Since \(x=-3\) and \(x=\frac{-b}{2a}\), \(\frac{-b}{2a}=-3\) . The only task left is to solve for b/a .
\(\frac{-b}{2a}=-3\) | Multiply by 2 on both sides. |
\(\frac{-b}{a}=-6\) | We are almost there! Multiply by -1 to inverse the sign. |
\(\frac{b}{a}=6\) | There you go! |
In order to answer this question, one must determine what the solutions are to the equation \(18+5x^2=20x\). Let's do that, shall we?

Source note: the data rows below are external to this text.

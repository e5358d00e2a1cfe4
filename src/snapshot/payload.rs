//! Wire payload types and per-tick snapshot assembly
//!
//! Exactly one of three JSON shapes goes out per tick, identical for every
//! subscriber:
//!
//! - a success object with the session's fields and a base64 thumbnail
//!   (empty string when there is no artwork or fetching it failed),
//! - `{"Message":"No media session detected."}` when nothing is playing,
//! - `{"Error":"..."}` when reading the session's properties failed.
//!
//! Field names and nesting are a stable contract; subscribers parse them.

use base64::engine::general_purpose::STANDARD as BASE64;
use base64::Engine as _;
use serde::{Deserialize, Serialize};

use super::provider::{
    AutoRepeatMode, MediaSession, PlaybackStatus, PlaybackType, SessionProvider, ThumbnailRef,
};

/// Marker text broadcast when no media session is active
pub const NO_SESSION_MESSAGE: &str = "No media session detected.";

/// Success payload: the current session's fields plus encoded artwork
#[derive(Debug, Clone, PartialEq, Serialize, Deserialize)]
#[serde(rename_all = "PascalCase")]
pub struct MediaInfo {
    pub app_id: String,
    pub title: String,
    pub artist: String,
    pub album_title: String,
    pub album_artist: String,
    pub genres: Vec<String>,
    pub subtitle: String,
    pub track_number: i32,
    /// Length of the playable range, in seconds
    pub duration: f64,
    /// Current playback position, in seconds
    pub position: f64,
    pub playback_status: PlaybackStatus,
    pub playback_type: PlaybackType,
    pub is_shuffle_active: bool,
    pub auto_repeat_mode: AutoRepeatMode,
    /// Base64-encoded artwork; `""` when absent or the fetch failed
    pub thumbnail_base64: String,
}

/// One immutable unit of broadcastable state, produced once per tick
#[derive(Debug, Clone, PartialEq, Serialize, Deserialize)]
#[serde(untagged)]
pub enum Snapshot {
    /// An active session's fields
    Media(MediaInfo),
    /// No active media session
    NoSession {
        #[serde(rename = "Message")]
        message: String,
    },
    /// Reading the session's properties failed
    Error {
        #[serde(rename = "Error")]
        error: String,
    },
}

impl Snapshot {
    /// The "no active session" marker
    pub fn no_session() -> Self {
        Snapshot::NoSession {
            message: NO_SESSION_MESSAGE.to_string(),
        }
    }

    /// An error marker carrying a human-readable description
    pub fn error(description: impl Into<String>) -> Self {
        Snapshot::Error {
            error: description.into(),
        }
    }

    /// Serialize to the wire representation
    pub fn to_json(&self) -> serde_json::Result<String> {
        serde_json::to_string(self)
    }
}

/// Query the provider once and assemble this tick's snapshot
///
/// Never fails: provider errors become [`Snapshot::Error`], an absent
/// session becomes [`Snapshot::no_session`], and a thumbnail fetch failure
/// degrades to an empty attachment.
pub async fn acquire<P: SessionProvider>(provider: &P) -> Snapshot {
    let Some(session) = provider.current_session().await else {
        return Snapshot::no_session();
    };

    let app_id = session.app_id().to_lowercase();

    let props = match session.try_properties().await {
        Ok(props) => props,
        Err(e) => {
            tracing::warn!(app_id = %app_id, error = %e, "Failed to read media properties");
            return Snapshot::error(format!("Broadcast error: {}", e));
        }
    };

    let timeline = session.timeline();
    let playback = session.playback();

    let thumbnail_base64 = match props.thumbnail {
        Some(ref thumbnail) => fetch_thumbnail_base64(thumbnail).await,
        None => String::new(),
    };

    Snapshot::Media(MediaInfo {
        app_id,
        title: props.title,
        artist: props.artist,
        album_title: props.album_title,
        album_artist: props.album_artist,
        genres: props.genres,
        subtitle: props.subtitle,
        track_number: props.track_number,
        duration: timeline.duration().as_secs_f64(),
        position: timeline.position.as_secs_f64(),
        playback_status: playback.status,
        playback_type: playback.kind,
        is_shuffle_active: playback.shuffle,
        auto_repeat_mode: playback.repeat,
        thumbnail_base64,
    })
}

/// Fetch and encode the artwork; failure degrades to an empty string
async fn fetch_thumbnail_base64<T: ThumbnailRef>(thumbnail: &T) -> String {
    match thumbnail.open().await {
        Ok(bytes) => BASE64.encode(&bytes),
        Err(e) => {
            tracing::debug!(error = %e, "Thumbnail fetch failed, sending empty attachment");
            String::new()
        }
    }
}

\(18+5x^2=20x\) | When solving quadratic equations, it is generally advisable to move all terms to one side of the equation. |
\(5x^2-20x+18=0\) | This equation is probably best solved with the quadratic formula. |
\(a=5; b=-20; c=18\\ x_{1,2}=\frac{-b\pm\sqrt{b^2-4ac}}{2a}\) | Now, plug into this equation and find the roots. |
\(x_{1,2}=\frac{-(-20)\pm\sqrt{(-20)^2-4*5*18}}{2*5}\) | The rest is a matter of simplifying accurately. |
\(x_{1,2}=\frac{20\pm\sqrt{40}}{10}\) | Generally, there is a need to put radicals into simplest form, but this is not necessary since the question asks for their rounded value. |
\(x_1\approx3\\ x_2\approx1\) | Let's find the rounded roots' product. |
\(x_1*x_2=3*1=3\) | This is it! |